Defendants’ Motion references a potential due process claim by Plaintiffs. Defs.’ Mot. at 3. However, because Defendants do not develop this argument other than a brief mention in their preliminary statement, and because it is unclear whether Plaintiffs even allege a due process claim, the Court does not consider this argument here.
Defendants separately argue that Plaintiffs’ claims must be dismissed because the delay alleged is not unreasonable. See Defs.’ Mot. at 12-13. As the Court finds that analyzing whether the delay was unreasonable would be premature at the motion to dismiss stage and before discovery has been completed, it does not reach this argument in this Memorandum Opinion.

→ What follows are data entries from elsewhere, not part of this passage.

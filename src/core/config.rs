//! Simulation configuration with documented constants
//!
//! All tunable numbers are collected here with a note on what they drive.
//! Every section deserializes with defaults, so a TOML file only needs to
//! name the values it overrides.

use crate::core::error::{Result, SimError};
use serde::{Deserialize, Serialize};
use std::path::Path;

/// Configuration for the whole simulation, passed into `World::new`
#[derive(Debug, Clone, Default, Serialize, Deserialize)]
#[serde(default)]
pub struct SimulationConfig {
    pub damage: DamageConfig,
    pub weapons: WeaponConfig,
    pub area: AreaConfig,
    pub survivors: SurvivorConfig,
    pub tasks: TaskConfig,
    pub spatial: SpatialConfig,
    /// Seed for the simulation RNG (crit rolls, spread)
    pub seed: u64,
}

// === DAMAGE RESOLUTION ===

#[derive(Debug, Clone, Serialize, Deserialize)]
#[serde(default)]
pub struct DamageConfig {
    /// Location multiplier for hits on the head (must be > 1)
    pub headshot_multiplier: f32,

    /// Location multiplier for hits on a limb
    pub limb_multiplier: f32,

    /// Multiplier applied once when a hit is critical
    ///
    /// Head hits are always critical, so a headshot deals
    /// `base * headshot_multiplier * critical_multiplier`.
    pub critical_multiplier: f32,

    /// Chance in [0, 1] that any hit rolls critical regardless of location
    pub critical_chance: f32,
}

impl Default for DamageConfig {
    fn default() -> Self {
        Self {
            headshot_multiplier: 1.5,
            limb_multiplier: 0.8,
            critical_multiplier: 2.0,
            critical_chance: 0.05,
        }
    }
}

// === WEAPONS ===

#[derive(Debug, Clone, Serialize, Deserialize)]
#[serde(default)]
pub struct WeaponConfig {
    /// Shots produced by one burst trigger pull
    pub burst_count: u32,

    /// Seconds between shots inside a burst
    ///
    /// Must stay below every burst weapon's fire interval, otherwise the
    /// burst would outlast the gate it is meant to sit inside.
    pub burst_interval: f64,

    /// Multi-pellet weapons spread each pellet over this many times the base spread
    pub pellet_spread_multiplier: f32,

    /// Offset ratio (perpendicular distance / target radius) at or below which
    /// a directional hit counts as a body hit
    pub body_zone_ratio: f32,

    /// Upper edge of the head band that starts at `body_zone_ratio`;
    /// anything wider is a limb
    pub head_zone_ratio: f32,
}

impl Default for WeaponConfig {
    fn default() -> Self {
        Self {
            burst_count: 3,
            burst_interval: 0.1,
            pellet_spread_multiplier: 2.0,
            body_zone_ratio: 0.5,
            head_zone_ratio: 0.65,
        }
    }
}

// === AREA DAMAGE ===

#[derive(Debug, Clone, Serialize, Deserialize)]
#[serde(default)]
pub struct AreaConfig {
    /// Splash radius = base damage * this factor, before clamping
    pub radius_factor: f32,
    pub min_radius: f32,
    pub max_radius: f32,

    /// Splash damage = base damage * falloff * this factor
    pub damage_factor: f32,
}

impl Default for AreaConfig {
    fn default() -> Self {
        Self {
            radius_factor: 0.1,
            min_radius: 2.0,
            max_radius: 10.0,
            damage_factor: 0.5,
        }
    }
}

// === SURVIVORS ===

#[derive(Debug, Clone, Serialize, Deserialize)]
#[serde(default)]
pub struct SurvivorConfig {
    /// How far an idle or defending survivor scans for hostiles
    pub detection_range: f32,

    /// A combat target further than this is dropped
    pub leash_range: f32,

    /// Distance at which a survivor counts as arrived at a task location
    pub arrival_radius: f32,

    /// Distance kept behind a followed entity
    pub follow_distance: f32,

    /// Seconds a dead survivor stays in the active set before removal
    pub death_grace: f64,

    /// Movement speed in world units per second
    pub move_speed: f32,

    /// Unarmed attack profile
    pub melee_damage: f32,
    pub melee_range: f32,
    /// Unarmed attacks per second
    pub base_attack_rate: f32,
}

impl Default for SurvivorConfig {
    fn default() -> Self {
        Self {
            detection_range: 15.0,
            leash_range: 30.0,
            arrival_radius: 1.5,
            follow_distance: 2.5,
            death_grace: 3.0,
            move_speed: 4.0,
            melee_damage: 10.0,
            melee_range: 1.5,
            base_attack_rate: 1.0,
        }
    }
}

// === TASKS ===

#[derive(Debug, Clone, Serialize, Deserialize)]
#[serde(default)]
pub struct TaskConfig {
    /// Experience granted on task completion
    pub experience_reward: f32,

    /// Experience needed for +1 skill level
    pub level_up_threshold: f32,

    /// Assign idle survivors to open tasks at the start of each tick
    pub auto_assign: bool,
}

impl Default for TaskConfig {
    fn default() -> Self {
        Self {
            experience_reward: 10.0,
            level_up_threshold: 100.0,
            auto_assign: true,
        }
    }
}

// === SPATIAL ===

#[derive(Debug, Clone, Serialize, Deserialize)]
#[serde(default)]
pub struct SpatialConfig {
    /// Size of each cell in the spatial hash grid (world units)
    ///
    /// Roughly the splash radius range; radius queries walk
    /// `ceil(radius / cell)` rings of cells.
    pub grid_cell_size: f32,
}

impl Default for SpatialConfig {
    fn default() -> Self {
        Self { grid_cell_size: 5.0 }
    }
}

impl SimulationConfig {
    /// Create a new config with default values
    pub fn new() -> Self {
        Self::default()
    }

    pub fn from_toml_str(content: &str) -> Result<Self> {
        let config: SimulationConfig = toml::from_str(content)?;
        config.validate()?;
        Ok(config)
    }

    pub fn load(path: &Path) -> Result<Self> {
        let content = std::fs::read_to_string(path)?;
        Self::from_toml_str(&content)
    }

    /// Validate configuration for internal consistency
    pub fn validate(&self) -> Result<()> {
        let d = &self.damage;
        if d.headshot_multiplier <= 1.0 {
            return Err(SimError::Config(format!(
                "headshot_multiplier ({}) must be > 1",
                d.headshot_multiplier
            )));
        }
        if !(0.0..=1.0).contains(&d.critical_chance) {
            return Err(SimError::Config(format!(
                "critical_chance ({}) must be within [0, 1]",
                d.critical_chance
            )));
        }
        if d.critical_multiplier < 1.0 || d.limb_multiplier < 0.0 {
            return Err(SimError::Config(
                "critical_multiplier must be >= 1 and limb_multiplier >= 0".into(),
            ));
        }

        let w = &self.weapons;
        if w.burst_count == 0 || w.burst_interval <= 0.0 {
            return Err(SimError::Config("burst needs at least one shot and a positive interval".into()));
        }
        if w.body_zone_ratio > w.head_zone_ratio {
            return Err(SimError::Config(format!(
                "body_zone_ratio ({}) should be <= head_zone_ratio ({})",
                w.body_zone_ratio, w.head_zone_ratio
            )));
        }

        let a = &self.area;
        if a.min_radius <= 0.0 || a.min_radius > a.max_radius {
            return Err(SimError::Config(format!(
                "splash radius bounds [{}, {}] are invalid",
                a.min_radius, a.max_radius
            )));
        }

        let s = &self.survivors;
        if s.leash_range < s.detection_range {
            return Err(SimError::Config(format!(
                "leash_range ({}) should be >= detection_range ({})",
                s.leash_range, s.detection_range
            )));
        }
        if s.base_attack_rate <= 0.0 || s.move_speed < 0.0 || s.death_grace < 0.0 {
            return Err(SimError::Config("survivor rates must be positive".into()));
        }

        if self.tasks.level_up_threshold <= 0.0 {
            return Err(SimError::Config("level_up_threshold must be positive".into()));
        }
        if self.spatial.grid_cell_size <= 0.0 {
            return Err(SimError::Config("grid_cell_size must be positive".into()));
        }

        Ok(())
    }
}

#[cfg(test)]
mod tests {
    use super::*;

    #[test]
    fn test_default_config_is_valid() {
        assert!(SimulationConfig::default().validate().is_ok());
    }

    #[test]
    fn test_partial_toml_keeps_defaults() {
        let config = SimulationConfig::from_toml_str(
            r#"
            seed = 7

            [damage]
            headshot_multiplier = 3.0
            "#,
        )
        .unwrap();

        assert_eq!(config.seed, 7);
        assert_eq!(config.damage.headshot_multiplier, 3.0);
        assert_eq!(config.damage.critical_multiplier, 2.0);
        assert_eq!(config.weapons.burst_count, 3);
    }

    #[test]
    fn test_headshot_multiplier_must_exceed_one() {
        let result = SimulationConfig::from_toml_str("[damage]\nheadshot_multiplier = 1.0\n");
        assert!(matches!(result, Err(SimError::Config(_))));
    }

    #[test]
    fn test_malformed_toml_is_reported() {
        let result = SimulationConfig::from_toml_str("[damage\n");
        assert!(matches!(result, Err(SimError::Toml(_))));
    }
}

This webpage is titled “June 26 Supreme Court Decision on Presidential Proclamation 9645,” and is available at https://travel.state.gov/content/travel/en/us-visas/visa-information-resources/presidential-proclamation-archive/june_26_supreme_court_decision_on_presidential_proclamation_9645.html (last accessed Jan. 22, 2020). Under
Note that Defendants do not clearly separate their “committed to agency discretion” argument from their broader consular nonreviewability argument and their suggestion that the Proclamation and such presidential actions more generally are not reviewable under the APA, which makes untangling the support and reasoning underlying Defendants’ arguments more difficult. See, e.g., Defs. Mot. at 10-12. The Court therefore addresses some of these arguments together in this Memorandum Opinion.